Hamburg is more than just another gig on a long European tour, at least for one of The Delines’ cast: Boone’s grandmother is from Hamburg. The Delines’ singer, one of Portland’s most soulful and powerful yet fragile voices, feels a connection to Germany’s second largest city. Her loungy voice fills the room. “Let’s rock slow,” she announces, smiling while the band backs her up as a tight but discreet unit. They play a set of 11 songs mainly based around their 2019 album The Imperial. The intimate crowd is made up of Americana fans, faithful Richmond Fontaine followers, newcomers, music lovers, and a bunch of bluegrass and old-time aficionados, the latter primarily in attendance to see the Lonesome Ace Stringband from Toronto, who'll play the second half of the evening. Compared to their success in Great Britain and Scandinavia, The Delines are not widely known in Germany... yet.
In 2012, I interviewed Willy Vlautin at Portland Meadows for a German magazine. He seemed like the perfect protagonist for a Portland story. Vlautin moved to Portland in the mid ’90s, when the daily life was pretty simple: If you wanted to work, you worked. If you wanted to chill, you chilled. The “dream of the ’90s” was almost reality. With his band Richmond Fontaine, Vlautin was a regular in the Portland music scene, playing clubs like Belmont Inn (when they still had live music), Satyricon, La Luna, EJ’s, Berbati’s and Ash Street Saloon. Venues vanished today, leaving many behind (like me) with a stabbing pain in the heart. “Everything you love will disappear one day,” we agree. “But at least it was there for a while, and that is good,” Vlautin adds.

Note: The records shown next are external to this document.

//! Size-bounded report output.

use async_trait::async_trait;
use foodbot_core::{ChannelId, EmojiKey, EmojiTally};
use foodbot_error::PlatformResult;
use foodbot_interface::ChatPlatform;
use foodbot_settings::{DEFAULT_TERMINAL_MARKER, GeneralSettings};
use tracing::{debug, instrument, warn};

/// Where report chunks go.
#[async_trait]
pub trait ReportSink: Send + Sync {
    /// Deliver one chunk.
    async fn send(&self, chunk: &str) -> PlatformResult<()>;
}

/// Sends chunks as messages to a channel.
#[derive(Debug)]
pub struct ChannelSink<'a, P: ?Sized> {
    platform: &'a P,
    channel: ChannelId,
}

impl<'a, P: ChatPlatform + ?Sized> ChannelSink<'a, P> {
    /// Sink writing to `channel`.
    pub fn new(platform: &'a P, channel: ChannelId) -> Self {
        Self { platform, channel }
    }
}

#[async_trait]
impl<P: ChatPlatform + ?Sized> ReportSink for ChannelSink<'_, P> {
    async fn send(&self, chunk: &str) -> PlatformResult<()> {
        self.platform.send_message(self.channel, chunk).await?;
        Ok(())
    }
}

/// Accumulates lines into chunks no longer than the budget.
///
/// Lengths are counted in characters.
#[derive(Debug, Clone)]
struct ChunkBuffer<'a> {
    budget: usize,
    continuation_marker: Option<&'a str>,
    current: String,
    current_len: usize,
    chunks: Vec<String>,
}

impl<'a> ChunkBuffer<'a> {
    fn new(budget: usize, continuation_marker: Option<&'a str>) -> Self {
        Self {
            budget,
            continuation_marker,
            current: String::new(),
            current_len: 0,
            chunks: Vec::new(),
        }
    }

    fn push_line(&mut self, line: &str) {
        let line_len = line.chars().count();
        if line_len > self.budget {
            warn!(
                budget = self.budget,
                line_len, "Report line is longer than the characters limit"
            );
        }

        if self.current_len + line_len > self.budget && !self.current.is_empty() {
            self.flush_mid_report();
        }

        self.current.push_str(line);
        self.current_len += line_len;
    }

    fn flush_mid_report(&mut self) {
        if let Some(marker) = self.continuation_marker {
            if self.current_len + marker.chars().count() <= self.budget {
                self.current.push_str(marker);
            }
        }
        self.flush();
    }

    fn flush(&mut self) {
        if !self.current.is_empty() {
            self.chunks.push(std::mem::take(&mut self.current));
        }
        self.current_len = 0;
    }

    fn finish(mut self, terminal_marker: Option<&str>) -> Vec<String> {
        if self.current.is_empty() {
            return self.chunks;
        }

        if let Some(marker) = terminal_marker {
            let marker_len = marker.chars().count();
            // Keep every chunk inside the budget; the marker goes alone if needed
            if self.current_len + marker_len > self.budget {
                self.flush();
            }
            self.current.push_str(marker);
            self.current_len += marker_len;
        }

        self.flush();
        self.chunks
    }
}

/// Turns a tally into chunks bounded by a character budget.
///
/// Entries are emitted ascending by count; equal counts keep the tally's
/// seeding order. After the last line a terminal marker is appended, in its
/// own chunk if it would not fit.
///
/// # Examples
///
/// ```
/// use foodbot_actions::ReportChunker;
/// use foodbot_core::{EmojiId, EmojiTally, GuildEmoji};
///
/// let mut tally = EmojiTally::seeded([GuildEmoji::new(1, "a"), GuildEmoji::new(2, "b")]);
/// tally.increment(EmojiId(1), 2);
///
/// let chunks = ReportChunker::new(2000).chunks(&tally);
/// assert_eq!(
///     chunks,
///     vec!["Emoji <:b:2> was used 0 times.\nEmoji <:a:1> was used 2 times.\nThe end!".to_string()]
/// );
/// ```
#[derive(Debug, Clone, PartialEq, Eq)]
pub struct ReportChunker {
    budget: usize,
    terminal_marker: Option<String>,
    continuation_marker: Option<String>,
}

impl ReportChunker {
    /// Chunker with the default terminal marker and no continuation marker.
    pub fn new(budget: usize) -> Self {
        Self {
            budget,
            terminal_marker: Some(DEFAULT_TERMINAL_MARKER.to_string()),
            continuation_marker: None,
        }
    }

    /// Chunker configured from the `[general]` settings.
    pub fn from_settings(general: &GeneralSettings) -> Self {
        Self::new(*general.characters_limit())
            .with_terminal_marker(Some(general.terminal_marker().clone()))
            .with_continuation_marker(general.continuation_marker().map(str::to_string))
    }

    /// Replace the terminal marker; `None` or empty disables it.
    pub fn with_terminal_marker(mut self, marker: Option<String>) -> Self {
        self.terminal_marker = marker.filter(|marker| !marker.is_empty());
        self
    }

    /// Replace the continuation marker; `None` or empty disables it.
    pub fn with_continuation_marker(mut self, marker: Option<String>) -> Self {
        self.continuation_marker = marker.filter(|marker| !marker.is_empty());
        self
    }

    /// The character budget per chunk.
    pub fn budget(&self) -> usize {
        self.budget
    }

    /// One report line.
    pub fn format_line(key: &EmojiKey, count: u64) -> String {
        format!("Emoji {} was used {} times.\n", key, count)
    }

    /// Chunk arbitrary lines; the terminal marker follows the last line.
    pub fn chunk_lines<I, S>(&self, lines: I) -> Vec<String>
    where
        I: IntoIterator<Item = S>,
        S: AsRef<str>,
    {
        let mut buffer = ChunkBuffer::new(self.budget, self.continuation_marker.as_deref());
        for line in lines {
            buffer.push_line(line.as_ref());
        }
        buffer.finish(self.terminal_marker.as_deref())
    }

    /// Chunk a tally, ascending by count.
    pub fn chunks(&self, tally: &EmojiTally) -> Vec<String> {
        self.chunk_lines(
            tally
                .sorted_ascending()
                .into_iter()
                .map(|(key, count)| Self::format_line(key, count)),
        )
    }

    /// Send a tally's chunks to `sink` in order.
    ///
    /// # Errors
    ///
    /// Returns the first send error; later chunks are not sent.
    #[instrument(skip(self, tally, sink), fields(entries = tally.len(), budget = self.budget))]
    pub async fn emit<S>(&self, tally: &EmojiTally, sink: &S) -> PlatformResult<usize>
    where
        S: ReportSink + ?Sized,
    {
        self.send_all(self.chunks(tally), sink).await
    }

    /// Send already chunked text to `sink` in order.
    pub async fn send_all<S>(&self, chunks: Vec<String>, sink: &S) -> PlatformResult<usize>
    where
        S: ReportSink + ?Sized,
    {
        let total = chunks.len();
        for (index, chunk) in chunks.iter().enumerate() {
            sink.send(chunk).await?;
            debug!(chunk = index + 1, total, length = chunk.chars().count(), "Chunk sent");
        }
        Ok(total)
    }
}

#[cfg(test)]
mod tests {
    use super::*;

    fn line(label: char) -> String {
        // 19 characters plus newline
        format!("{}\n", label.to_string().repeat(19))
    }

    #[test]
    fn test_fifty_budget_splits_three_twenty_char_lines() {
        let chunker = ReportChunker::new(50);
        let chunks = chunker.chunk_lines([line('a'), line('b'), line('c')]);

        assert_eq!(chunks.len(), 2);
        assert_eq!(chunks[0], format!("{}{}", line('a'), line('b')));
        assert_eq!(chunks[1], format!("{}The end!", line('c')));
        assert!(chunks.iter().all(|chunk| chunk.chars().count() <= 50));
    }

    #[test]
    fn test_terminal_marker_goes_alone_when_it_does_not_fit() {
        let chunker = ReportChunker::new(45);
        let chunks = chunker.chunk_lines([line('a'), line('b')]);

        assert_eq!(chunks, vec![format!("{}{}", line('a'), line('b')), "The end!".to_string()]);
    }

    #[test]
    fn test_empty_input_emits_nothing() {
        let chunker = ReportChunker::new(50);
        assert!(chunker.chunk_lines(Vec::<String>::new()).is_empty());
    }

    #[test]
    fn test_continuation_marker_only_when_it_fits() {
        let chunker = ReportChunker::new(45).with_continuation_marker(Some("..".to_string()));
        let chunks = chunker.chunk_lines([line('a'), line('b'), line('c')]);
        assert_eq!(chunks[0], format!("{}{}..", line('a'), line('b')));

        let tight = ReportChunker::new(40).with_continuation_marker(Some("..".to_string()));
        let chunks = tight.chunk_lines([line('a'), line('b'), line('c')]);
        assert_eq!(chunks[0], format!("{}{}", line('a'), line('b')));
    }

    #[test]
    fn test_lengths_count_characters_not_bytes() {
        let chunker = ReportChunker::new(4).with_terminal_marker(None);
        let chunks = chunker.chunk_lines(["éé", "éé", "é"]);

        assert_eq!(chunks, vec!["éééé".to_string(), "é".to_string()]);
    }
}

By 2012, Vlautin was an established writer with three published novels to go along his musical career. A few days after our meeting on the track, I visited him at his St. Johns office across from Slim’s. He’d just finished writing The Free and was a little edgy before its publication. I bought some Richmond Fontaine merch and showed him the car I drove every time I revisited Portland (a ’65 Rambler!). We went record shopping around the corner at Vinyl Resting Place while he told me about his new music project. “Some country soul with a female singer,” he revealed. It was the first time I heard about The Delines.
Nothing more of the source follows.